As great as it sounds to have multiple console models available that are all running the same software, you should be aware of some very significant downsides. The most troubling is that often the button layout varies between console models. Although we all wish this were not the case, it often happens as the manufacturer tries to reduce costs or overall size. They must eliminate certain keys and/or move them around to make them fit in the new chassis. This means that your muscle memory will be quickly broken. If you are used to a certain pattern of movement to type “1 thru 5 at full” and, suddenly, the “Full” key is in a different location, then your programming speed will suffer. It can be very unnerving to have to learn new key layouts.

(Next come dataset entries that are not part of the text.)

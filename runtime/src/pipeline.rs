//! Batch orchestration: discover → extract → embed → map → persist.
//!
//! Page extraction for a batch runs on a bounded pool. Embedding then runs
//! one item at a time with a fixed pause between calls, and the batch's
//! valid records are upserted together. Losing an item never aborts its
//! batch and a failing batch never aborts the run; only URL discovery is
//! fatal.

use std::sync::Arc;
use std::time::Duration;

use futures::stream::{self, StreamExt};
use serde::Serialize;
use shop_vision::ImageEmbedder;

use crate::acquisition::{ExtractError, FetchError, HttpClient, PageExtractor};
use crate::config::ScraperConfig;
use crate::discovery::{
    paginate, DiscoveryError, FallbackProvider, SitemapProvider, StaticUrlProvider, UrlProvider,
};
use crate::extraction::{extract_image_urls, validate_record, InvalidRecord, RecordMapper};
use crate::imaging::{EmbedError, ImageProcessor};
use crate::product::{ProductRecord, RawProduct};
use crate::store::{ProductStore, StoreError, UpsertOutcome};

/// Default number of URLs per batch.
pub const DEFAULT_BATCH_SIZE: usize = 5;

/// Records scanned when counting one source's products.
pub const SOURCE_STATS_LIMIT: usize = 1000;

/// Why one product was dropped.
#[derive(thiserror::Error, Debug)]
pub enum ItemError {
    #[error(transparent)]
    Extract(#[from] ExtractError),

    #[error(transparent)]
    Embed(#[from] EmbedError),

    #[error("invalid record: {0}")]
    Invalid(#[from] InvalidRecord),

    #[error(transparent)]
    Store(#[from] StoreError),
}

/// Counters for one full run.
#[derive(Debug, Clone, Default, PartialEq, Eq, Serialize)]
pub struct RunReport {
    /// URLs left after `limit`/`offset`.
    pub discovered: usize,
    pub batches: usize,
    pub extracted: usize,
    pub embedded: usize,
    pub persisted: usize,
    pub failed_batches: usize,
}

/// Counters for one batch.
#[derive(Debug, Clone, Copy, Default, PartialEq, Eq)]
pub struct BatchReport {
    pub extracted: usize,
    pub embedded: usize,
    pub persisted: usize,
}

/// Storage totals for the `stats` command.
#[derive(Debug, Clone, PartialEq, Eq, Serialize)]
pub struct StoreStats {
    pub backend: String,
    pub total: u64,
    pub source: String,
    pub source_count: usize,
}

/// The scrape pipeline for one source.
pub struct Pipeline {
    urls: Box<dyn UrlProvider>,
    extractor: PageExtractor,
    images: ImageProcessor,
    mapper: RecordMapper,
    store: Arc<dyn ProductStore>,
    concurrency: usize,
    pacing_delay: Duration,
}

impl Pipeline {
    pub fn new(
        urls: Box<dyn UrlProvider>,
        extractor: PageExtractor,
        images: ImageProcessor,
        mapper: RecordMapper,
        store: Arc<dyn ProductStore>,
    ) -> Self {
        Self {
            urls,
            extractor,
            images,
            mapper,
            store,
            concurrency: 5,
            pacing_delay: Duration::from_secs(1),
        }
    }

    /// Worker pool size for page extraction.
    pub fn with_concurrency(mut self, concurrency: usize) -> Self {
        self.concurrency = concurrency.max(1);
        self
    }

    /// Pause between embedding calls and between batches.
    pub fn with_pacing_delay(mut self, delay: Duration) -> Self {
        self.pacing_delay = delay;
        self
    }

    /// Wire the pipeline from configuration.
    ///
    /// Pages and images get separate HTTP clients so each has its own rate
    /// limit. The sitemap is fetched through the page client.
    pub fn from_config(
        config: &ScraperConfig,
        engine: Arc<dyn ImageEmbedder>,
        store: Arc<dyn ProductStore>,
    ) -> Result<Self, FetchError> {
        let pages = HttpClient::new(config.request_timeout, config.retry, config.page_interval)?;
        let images = HttpClient::new(config.request_timeout, config.retry, config.image_interval)?
            .with_max_body_bytes(config.max_image_bytes);

        let sitemap = Box::new(SitemapProvider::new(pages.clone(), config.sitemap_url.clone()));
        let urls: Box<dyn UrlProvider> = if config.fallback_urls.is_empty() {
            sitemap
        } else {
            Box::new(FallbackProvider::new(
                sitemap,
                Box::new(StaticUrlProvider::new(config.fallback_urls.clone())),
            ))
        };

        Ok(Self::new(
            urls,
            PageExtractor::new(pages, config.profile.clone()),
            ImageProcessor::new(images, engine, config.embedding_dim),
            RecordMapper::new(config.profile.clone()),
            store,
        )
        .with_concurrency(config.concurrency)
        .with_pacing_delay(config.pacing_delay))
    }

    pub fn store(&self) -> &Arc<dyn ProductStore> {
        &self.store
    }

    /// Scrape every discovered URL (after `offset`, at most `limit`) in
    /// batches of `batch_size`.
    pub async fn scrape_all(
        &self,
        batch_size: usize,
        limit: Option<usize>,
        offset: usize,
    ) -> Result<RunReport, DiscoveryError> {
        let urls = paginate(self.urls.list_product_urls().await?, limit, offset);
        let batch_size = batch_size.max(1);
        let total_batches = urls.len().div_ceil(batch_size);
        let mut report = RunReport {
            discovered: urls.len(),
            ..RunReport::default()
        };
        tracing::info!("processing {} product URLs in {total_batches} batch(es)", urls.len());

        for (i, batch) in urls.chunks(batch_size).enumerate() {
            if i > 0 {
                tokio::time::sleep(self.pacing_delay).await;
            }
            tracing::info!("batch {}/{total_batches}: {} URL(s)", i + 1, batch.len());
            report.batches += 1;

            match self.scrape_product_batch(batch).await {
                Ok(b) => {
                    report.extracted += b.extracted;
                    report.embedded += b.embedded;
                    report.persisted += b.persisted;
                    tracing::info!(
                        "batch {}/{total_batches}: stored {} of {} URL(s)",
                        i + 1,
                        b.persisted,
                        batch.len()
                    );
                }
                Err(e) => {
                    report.failed_batches += 1;
                    tracing::error!("batch {}/{total_batches} failed: {e}", i + 1);
                }
            }
        }

        tracing::info!(
            "run finished: {} stored, {} extracted, {} embedded, {} failed batch(es)",
            report.persisted,
            report.extracted,
            report.embedded,
            report.failed_batches
        );
        Ok(report)
    }

    /// Process one batch of URLs. Only a store outage is an error.
    pub async fn scrape_product_batch(&self, urls: &[String]) -> Result<BatchReport, StoreError> {
        let raws: Vec<RawProduct> = stream::iter(urls)
            .map(|url| self.extractor.scrape_product(url))
            .buffer_unordered(self.concurrency)
            .filter_map(|raw| async move { raw })
            .collect()
            .await;

        let mut report = BatchReport {
            extracted: raws.len(),
            ..BatchReport::default()
        };

        let mut records = Vec::with_capacity(raws.len());
        for (i, raw) in raws.iter().enumerate() {
            if i > 0 {
                tokio::time::sleep(self.pacing_delay).await;
            }
            match self.prepare_record(raw).await {
                Ok(record) => records.push(record),
                Err(e) => tracing::error!(
                    "dropping {} ({}): {e}",
                    raw.label(),
                    raw.product_url().unwrap_or("?")
                ),
            }
        }
        report.embedded = records.len();

        if !records.is_empty() {
            report.persisted = self.store.upsert_batch(&records).await?;
        }
        Ok(report)
    }

    /// Embed an extracted product and map it to a persistable record.
    pub async fn prepare_record(&self, raw: &RawProduct) -> Result<ProductRecord, ItemError> {
        let candidates = extract_image_urls(raw);
        tracing::debug!("{} image candidate(s) for {}", candidates.len(), raw.label());

        let embedded = self.images.process_product_images(&candidates).await?;
        let record = self.mapper.map_product_data(
            raw,
            Some(embedded.image_url.as_str()),
            Some(embedded.embedding),
        );
        validate_record(&record)?;
        Ok(record)
    }

    /// Scrape, embed and store a single product page.
    pub async fn scrape_single_product(&self, url: &str) -> Result<(ProductRecord, UpsertOutcome), ItemError> {
        let raw = self.extractor.extract(url).await?;
        let record = self.prepare_record(&raw).await?;
        let outcome = self.store.upsert(&record).await?;
        tracing::info!("{outcome:?} {} ({})", record.id, record.title);
        Ok((record, outcome))
    }

    /// Totals from the store.
    pub async fn stats(&self) -> Result<StoreStats, StoreError> {
        store_stats(self.store.as_ref(), &self.mapper.profile().source).await
    }
}

/// Totals from `store`; the per-source figure is capped at
/// [`SOURCE_STATS_LIMIT`].
pub async fn store_stats(store: &dyn ProductStore, source: &str) -> Result<StoreStats, StoreError> {
    let total = store.count().await?;
    let source_count = store.list_by_source(source, SOURCE_STATS_LIMIT).await?.len();
    Ok(StoreStats {
        backend: store.backend().to_string(),
        total,
        source: source.to_string(),
        source_count,
    })
}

Additionally, different items in the platform commonly have different screen layouts. There may be only one screen, when you are used to two or three. Now you will need to not only think differently when programming, but you will also need to adjust your screen views and the layouts within. Some consoles will allow you to save views per hardware model, while others leave you fending for yourself.

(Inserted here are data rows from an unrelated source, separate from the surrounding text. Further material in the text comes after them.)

//! Parse sitemap.xml `urlset` documents.

use async_trait::async_trait;
use quick_xml::events::Event;
use quick_xml::name::{Namespace, ResolveResult};
use quick_xml::NsReader;

use super::{DiscoveryError, UrlProvider};
use crate::acquisition::HttpClient;

/// Namespace of the sitemaps.org 0.9 protocol.
const SITEMAP_NS: &[u8] = b"http://www.sitemaps.org/schemas/sitemap/0.9";

/// True for elements in the sitemap namespace, or in no namespace at all.
fn is_sitemap_element(ns: &ResolveResult) -> bool {
    match ns {
        ResolveResult::Bound(Namespace(uri)) => *uri == SITEMAP_NS,
        ResolveResult::Unbound => true,
        ResolveResult::Unknown(_) => false,
    }
}

/// Every `<loc>` inside a `<url>` entry, in document order.
///
/// Names are resolved through their namespace, so prefixed documents
/// (`<sm:urlset xmlns:sm=...>`) parse and extension elements such as
/// `image:loc` are skipped. The document must have a `urlset` root;
/// anything else (including an HTML error page) is rejected.
pub fn parse_sitemap(xml: &str) -> Result<Vec<String>, DiscoveryError> {
    let mut reader = NsReader::from_str(xml);
    reader.config_mut().trim_text(true);
    let mut urls = Vec::new();
    let mut buf = Vec::new();

    let mut seen_urlset = false;
    let mut in_url = false;
    let mut in_loc = false;
    let mut current_loc = String::new();

    loop {
        let (ns, event) = reader
            .read_resolved_event_into(&mut buf)
            .map_err(|e| DiscoveryError::Parse(e.to_string()))?;
        match event {
            Event::Start(e) => {
                in_loc = false;
                if is_sitemap_element(&ns) {
                    match e.local_name().as_ref() {
                        b"urlset" => seen_urlset = true,
                        b"url" => {
                            in_url = true;
                            current_loc.clear();
                        }
                        b"loc" => in_loc = in_url,
                        _ => {}
                    }
                }
            }
            Event::End(e) => {
                if in_url && is_sitemap_element(&ns) && e.local_name().as_ref() == b"url" {
                    if !current_loc.is_empty() {
                        urls.push(std::mem::take(&mut current_loc));
                    }
                    in_url = false;
                }
                in_loc = false;
            }
            Event::Text(e) if in_loc => {
                let text = e
                    .unescape()
                    .map_err(|err| DiscoveryError::Parse(err.to_string()))?;
                current_loc.push_str(text.trim());
            }
            Event::CData(e) if in_loc => {
                current_loc.push_str(String::from_utf8_lossy(&e).trim());
            }
            Event::Eof => break,
            _ => {}
        }
        buf.clear();
    }

    if !seen_urlset {
        return Err(DiscoveryError::Parse("no <urlset> element".to_string()));
    }
    Ok(urls)
}

/// Product URLs from the source's sitemap.
pub struct SitemapProvider {
    http: HttpClient,
    url: String,
}

impl SitemapProvider {
    pub fn new(http: HttpClient, url: impl Into<String>) -> Self {
        Self { http, url: url.into() }
    }
}

#[async_trait]
impl UrlProvider for SitemapProvider {
    fn name(&self) -> &str {
        "sitemap"
    }

    async fn list_product_urls(&self) -> Result<Vec<String>, DiscoveryError> {
        let xml = self.http.get_text(&self.url).await?;
        let urls = parse_sitemap(&xml)?;
        tracing::info!("found {} product URLs in sitemap {}", urls.len(), self.url);
        Ok(urls)
    }
}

Another problem with various models in a platform is a different number of playbacks. You might have a main console that has two banks of faders, but your backup console is a smaller model that only has one bank. Should you need to switch to your backup, you will discover half the faders/buttons you planned on using are no longer available! You need to plan ahead for this by creating virtual playback layouts and/or ensuring that your important playbacks are stored on the fader banks that exist on all types of hardware.

When specifying different models within a platform, you need to be sure you understand the differences on all the aspects you will be using. Let’s say, for example, that the console model you’re now working on has a reduced feature and does not work with timecode. This will be a show-stopper if you plan to have your show triggered from timecode. Many manufacturers will have a chart showing the features available on each model of their platform on their website and/or user manual.

‡‡         Moving On Up

About every 10 years or so, your console manufacturer will likely come out with a totally new version of their hardware and software. When this happens, you need to prepare again to learn the distinctions of the new platform. You cannot expect the newest models to match the features and layout of the previous versions.

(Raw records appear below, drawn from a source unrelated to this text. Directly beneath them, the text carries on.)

// Copyright 2026 ShopVision Contributors
// SPDX-License-Identifier: MIT

use std::path::PathBuf;

use anyhow::Result;
use clap::{CommandFactory, Parser, Subcommand};
use clap_complete::Shell;
use tracing_subscriber::EnvFilter;

use shopvision_runtime::cli::{self, output, Overrides};
use shopvision_runtime::config::StoreChoice;
use shopvision_runtime::pipeline::DEFAULT_BATCH_SIZE;

#[derive(Parser)]
#[command(
    name = "shopvision",
    about = "ShopVision: scrape product pages, embed their images, upsert the records",
    version,
    after_help = "Run 'shopvision <command> --help' for details on each command.\nRun 'shopvision' with no command to show store statistics."
)]
struct Cli {
    /// Output results as JSON (machine-readable)
    #[arg(long, global = true)]
    json: bool,

    /// Suppress non-essential output
    #[arg(long, short, global = true)]
    quiet: bool,

    /// Enable verbose/debug logging
    #[arg(long, short, global = true)]
    verbose: bool,

    /// Log level (trace, debug, info, warn, error); RUST_LOG takes precedence
    #[arg(long, global = true, default_value = "info")]
    log_level: String,

    /// Write logs as JSON lines
    #[arg(long, global = true)]
    json_logs: bool,

    /// Storage backend
    #[arg(long, global = true, value_enum, default_value_t = StoreChoice::Auto)]
    store: StoreChoice,

    /// SQLite database path (overrides SHOPVISION_DB)
    #[arg(long, global = true)]
    db: Option<PathBuf>,

    /// ONNX vision model path (overrides SHOPVISION_MODEL)
    #[arg(long, global = true)]
    model: Option<PathBuf>,

    /// File of fallback product URLs, one per line
    #[arg(long, global = true)]
    fallback_urls: Option<PathBuf>,

    /// Concurrent page extractions per batch
    #[arg(long, global = true)]
    concurrency: Option<usize>,

    #[command(subcommand)]
    command: Option<Commands>,
}

#[derive(Subcommand)]
enum Commands {
    /// Scrape every product in the sitemap
    Full {
        /// URLs per batch
        #[arg(long, default_value_t = DEFAULT_BATCH_SIZE)]
        batch_size: usize,
        /// Maximum number of URLs to process
        #[arg(long)]
        limit: Option<usize>,
        /// Number of discovered URLs to skip
        #[arg(long, default_value_t = 0)]
        offset: usize,
    },
    /// Scrape one product page
    Single {
        /// Product page URL
        #[arg(long)]
        url: String,
    },
    /// Show product counts from the store (default)
    Stats,
    /// Generate shell completion scripts
    Completions {
        /// Shell type (bash, zsh, fish, powershell, elvish)
        shell: Shell,
    },
}

fn init_logging(cli: &Cli) {
    let level = if cli.verbose {
        "debug"
    } else if cli.quiet {
        "warn"
    } else {
        cli.log_level.as_str()
    };
    let filter = EnvFilter::try_from_default_env().unwrap_or_else(|_| EnvFilter::new(level));
    let builder = tracing_subscriber::fmt()
        .with_env_filter(filter)
        .with_writer(std::io::stderr);
    if cli.json_logs {
        builder.json().init();
    } else {
        builder.init();
    }
}

#[tokio::main]
async fn main() -> Result<()> {
    let cli = Cli::parse();
    init_logging(&cli);
    output::init(cli.json, cli.quiet);

    let overrides = Overrides {
        store: cli.store,
        db: cli.db.clone(),
        model: cli.model.clone(),
        fallback_urls: cli.fallback_urls.clone(),
        concurrency: cli.concurrency,
    };

    let result = match cli.command.unwrap_or(Commands::Stats) {
        Commands::Full {
            batch_size,
            limit,
            offset,
        } => cli::full_cmd::run(&overrides, batch_size, limit, offset).await,
        Commands::Single { url } => cli::single_cmd::run(&overrides, &url).await,
        Commands::Stats => cli::stats_cmd::run(&overrides).await,
        Commands::Completions { shell } => {
            let mut cmd = Cli::command();
            clap_complete::generate(shell, &mut cmd, "shopvision", &mut std::io::stdout());
            Ok(())
        }
    };

    // Consistent exit codes: 0=success, 1=error
    if let Err(e) = &result {
        if output::is_json() {
            output::print_json(&serde_json::json!({
                "error": true,
                "message": format!("{e:#}"),
            }));
        } else {
            eprintln!("Error: {e:#}");
        }
        std::process::exit(1);
    }

    result
}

Moreover, the manufacturers will often release their new hardware ahead of their newest software. In many cases, they will allow the previous software platform to run on the new platform hardware. This sounds great and lets you get the shiny new toy in your hands as soon as possible. However, you will find this is very difficult to manage, as they are cramming a square peg into a round hole. For instance, the new hardware will be created with the new software in mind. Many buttons will be in different places and have new names. Some new encoders and buttons may go unused when running the older software version. While they will do their best to match the new hardware to the old software, it will not be a high priority for the software developers.

While it can be fun to jump on the latest platforms, often it is best to continue with the platform that was designed for the software intended to run on it. If you have to bounce between not only different platforms, but also newer and older versions, then you will certainly become quickly frustrated.

‡‡         Pick a Platform

I am glad to see that, for the most part, our industry has moved into a platform-based system for our control consoles. It certainly makes it easier to learn one piece of software and apply it to different hardware models. Some manufacturers have tried to create sub-platforms that operate similarly, but differently, than their primary platform. This resulted in upset users and poor sales. Try to avoid any sub-platforms that are not compatible with the core products.

Once you select a console system to master, take the time to learn the particularities of all the models in the platform. When you can, practice on the different models to ensure you are comfortable using the various types. Then make wise choices as to the model that is best for your production’s needs, and have fun programming.